impl EventQueue {
    /// Create a queue with a pre-populated event arena
    pub fn new(track: usize, capacity: usize) -> Self {
        Self {
            arena: Arena::new("event", capacity),
            head: None,
            track,
            trace: None,
        }
    }

    /// Attach a trace sender
    pub fn set_trace(&mut self, trace: TraceSender) {
        self.arena.set_trace(trace.clone());
        self.trace = Some(trace);
    }

    fn ctx(&self) -> TraceContext {
        TraceContext::track(self.track)
    }

    /// Resolve an event handle
    pub fn event(&self, handle: Handle) -> Option<&Event> {
        self.arena.get(handle)
    }

    /// Mutable variant of [`EventQueue::event`]
    pub fn event_mut(&mut self, handle: Handle) -> Option<&mut Event> {
        self.arena.get_mut(handle)
    }

    /// Number of events currently queued (excluding stacked children)
    pub fn len(&self) -> usize {
        let mut count = 0;
        let mut cursor = self.head;
        while let Some(h) = cursor {
            count += 1;
            cursor = self.arena.get(h).and_then(|e| e.next);
        }
        count
    }

    /// Whether nothing is queued
    pub fn is_empty(&self) -> bool {
        self.head.is_none()
    }

    /// Allocate and enqueue a new event
    ///
    /// `frame: None` makes a pending event that waits for `sync_unit`.
    pub fn schedule(
        &mut self,
        event_type: EventType,
        function: FunctionId,
        frame: Option<Frame>,
        quantized: bool,
        sync_unit: Option<SyncUnit>,
    ) -> Handle {
        let handle = self.arena.alloc();
        if let Some(event) = self.arena.get_mut(handle) {
            event.event_type = event_type;
            event.function = function;
            event.frame = frame;
            event.quantized = quantized;
            event.sync_unit = sync_unit;
        }
        self.insert(handle);
        handle
    }

    /// Insert an already-allocated event preserving frame order
    ///
    /// Never rejects; pending events (no frame) order after everything.
    fn insert(&mut self, handle: Handle) {
        let frame = match self.arena.get(handle) {
            Some(e) => e.frame,
            None => return,
        };
        let sort_key = frame.unwrap_or(Frame::MAX);

        // Find the last event whose key is <= ours (ties keep insertion order)
        let mut prev: Option<Handle> = None;
        let mut cursor = self.head;
        while let Some(h) = cursor {
            let key = self
                .arena
                .get(h)
                .map(|e| e.frame.unwrap_or(Frame::MAX))
                .unwrap_or(Frame::MAX);
            if key > sort_key {
                break;
            }
            prev = Some(h);
            cursor = self.arena.get(h).and_then(|e| e.next);
        }

        if let Some(event) = self.arena.get_mut(handle) {
            event.next = cursor;
        }
        match prev {
            Some(p) => {
                if let Some(prev_event) = self.arena.get_mut(p) {
                    prev_event.next = Some(handle);
                }
            }
            None => self.head = Some(handle),
        }
    }

    fn unlink(&mut self, handle: Handle) -> bool {
        let mut prev: Option<Handle> = None;
        let mut cursor = self.head;
        while let Some(h) = cursor {
            let next = self.arena.get(h).and_then(|e| e.next);
            if h == handle {
                match prev {
                    Some(p) => {
                        if let Some(prev_event) = self.arena.get_mut(p) {
                            prev_event.next = next;
                        }
                    }
                    None => self.head = next,
                }
                if let Some(event) = self.arena.get_mut(handle) {
                    event.next = None;
                }
                return true;
            }
            prev = cursor;
            cursor = next;
        }
        false
    }

    /// First queued event of the given type, in frame order
    pub fn find(&self, event_type: EventType) -> Option<Handle> {
        let mut cursor = self.head;
        while let Some(h) = cursor {
            let event = self.arena.get(h)?;
            if event.event_type == event_type {
                return Some(h);
            }
            cursor = event.next;
        }
        None
    }

    /// First queued event scheduled by the given function
    pub fn find_by_function(&self, function: FunctionId) -> Option<Handle> {
        let mut cursor = self.head;
        while let Some(h) = cursor {
            let event = self.arena.get(h)?;
            if event.function == function {
                return Some(h);
            }
            cursor = event.next;
        }
        None
    }

    /// Remove an event (and its stacked children) before execution
    pub fn cancel(&mut self, handle: Handle) {
        self.cancel_children(handle);
        // Detach from a parent's child list if stacked there
        if let Some(parent) = self.arena.get(handle).and_then(|e| e.parent) {
            self.detach_child(parent, handle);
        }
        self.unlink(handle);
        self.arena.release(handle);
    }

    /// Cancel every child stacked under a pending event, keeping the parent
    ///
    /// Used when a loop switch is itself canceled: the functions stacked
    /// under it must not fire against the wrong loop.
    pub fn cancel_children(&mut self, parent: Handle) {
        let mut child = self.arena.get(parent).and_then(|e| e.first_child);
        while let Some(c) = child {
            let sibling = self.arena.get(c).and_then(|e| e.sibling);
            self.cancel_children(c);
            self.arena.release(c);
            child = sibling;
        }
        if let Some(event) = self.arena.get_mut(parent) {
            event.first_child = None;
        }
    }

    fn detach_child(&mut self, parent: Handle, child: Handle) {
        let mut cursor = self.arena.get(parent).and_then(|e| e.first_child);
        let mut prev: Option<Handle> = None;
        while let Some(c) = cursor {
            let sibling = self.arena.get(c).and_then(|e| e.sibling);
            if c == child {
                match prev {
                    Some(p) => {
                        if let Some(prev_event) = self.arena.get_mut(p) {
                            prev_event.sibling = sibling;
                        }
                    }
                    None => {
                        if let Some(parent_event) = self.arena.get_mut(parent) {
                            parent_event.first_child = sibling;
                        }
                    }
                }
                return;
            }
            prev = cursor;
            cursor = sibling;
        }
    }

    /// Stack an event under a pending parent instead of the main queue
    ///
    /// Children execute only after the parent completes, in stacking order.
    pub fn stack_child(&mut self, parent: Handle, child: Handle) {
        self.unlink(child);
        if let Some(event) = self.arena.get_mut(child) {
            event.parent = Some(parent);
            event.sibling = None;
        }
        // Append at the tail of the child list
        let mut cursor = self.arena.get(parent).and_then(|e| e.first_child);
        match cursor {
            None => {
                if let Some(parent_event) = self.arena.get_mut(parent) {
                    parent_event.first_child = Some(child);
                }
            }
            Some(_) => {
                while let Some(c) = cursor {
                    let sibling = self.arena.get(c).and_then(|e| e.sibling);
                    if sibling.is_none() {
                        if let Some(last) = self.arena.get_mut(c) {
                            last.sibling = Some(child);
                        }
                        break;
                    }
                    cursor = sibling;
                }
            }
        }
    }

    /// Pop the first stacked child of an executed parent
    pub fn take_first_child(&mut self, parent: Handle) -> Option<Handle> {
        let child = self.arena.get(parent).and_then(|e| e.first_child)?;
        let sibling = self.arena.get(child).and_then(|e| e.sibling);
        if let Some(parent_event) = self.arena.get_mut(parent) {
            parent_event.first_child = sibling;
        }
        if let Some(child_event) = self.arena.get_mut(child) {
            child_event.parent = None;
            child_event.sibling = None;
        }
        Some(child)
    }

    /// Give concrete frames to pending events satisfied by this pulse
    ///
    /// A bar pulse satisfies both beat- and bar-waiting events; a beat
    /// pulse satisfies beat-waiting events only. Returns how many were
    /// activated.
    pub fn activate_pending(&mut self, pulse: SyncUnit, frame: Frame) -> usize {
        let mut to_activate = [None; 16];
        let mut count = 0;

        let mut cursor = self.head;
        while let Some(h) = cursor {
            let Some(event) = self.arena.get(h) else { break };
            let next = event.next;
            if event.is_pending() {
                let satisfied = match event.sync_unit {
                    Some(SyncUnit::Beat) => {
                        pulse == SyncUnit::Beat || pulse == SyncUnit::Bar
                    }
                    Some(wanted) => pulse == wanted,
                    None => false,
                };
                if satisfied && count < to_activate.len() {
                    to_activate[count] = Some(h);
                    count += 1;
                }
            }
            cursor = next;
        }

        for slot in to_activate.iter().take(count) {
            let Some(h) = *slot else { continue };
            self.unlink(h);
            if let Some(event) = self.arena.get_mut(h) {
                event.frame = Some(frame);
            }
            self.insert(h);
        }
        count
    }

    /// Pop the earliest event due within `[block_start, block_start+frames)`
    ///
    /// Returns the event and its intra-block offset. Events whose frame has
    /// already passed execute at offset zero; the engine tolerates lateness
    /// rather than dropping the action.
    pub fn pop_due(&mut self, block_start: Frame, block_frames: Frame) -> Option<(Handle, u32)> {
        let head = self.head?;
        let frame = self.arena.get(head)?.frame?;
        if frame >= block_start + block_frames {
            return None;
        }
        self.unlink(head);
        let offset = frame
            .saturating_sub(block_start)
            .min(block_frames.saturating_sub(1)) as u32;
        Some((head, offset))
    }

    /// Shift every concrete frame by a signed delta (loop length rebase)
    pub fn shift(&mut self, delta: i64) {
        let mut cursor = self.head;
        while let Some(h) = cursor {
            let Some(event) = self.arena.get_mut(h) else { break };
            if let Some(frame) = event.frame {
                event.frame = Some(if delta >= 0 {
                    frame.saturating_add(delta as u64)
                } else {
                    frame.saturating_sub((-delta) as u64)
                });
            }
            cursor = event.next;
        }
    }

    /// Return an executed event (children must already be released)
    pub fn release(&mut self, handle: Handle) {
        self.arena.release(handle);
    }

    /// Cancel everything queued (track reset)
    pub fn clear(&mut self) {
        while let Some(head) = self.head {
            self.cancel(head);
        }
    }

    /// Arena debug counters
    pub fn stats(&self) -> ArenaStats {
        self.arena.stats()
    }

    /// Trace that an operation hit an invalid target and became a no-op
    pub fn trace_invalid(&self, message: &'static str, arg: i64) {
        if let Some(trace) = &self.trace {
            trace.error(self.ctx(), message, arg, 0);
        }
    }

    /// Trace a noteworthy state change on this track
    pub fn trace_note(&self, message: &'static str, a: i64, b: i64) {
        if let Some(trace) = &self.trace {
            trace.info(self.ctx(), message, a, b);
        }
    }
}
···
GOAL OF THE EXERCISE
Read the lines above. Gather those in which the string "last" is found.

ANSWER TO THE PROBLEM
        // Find the last event whose key is <= ours (ties keep insertion order)
                        if let Some(last) = self.arena.get_mut(c) {
                            last.sibling = Some(child);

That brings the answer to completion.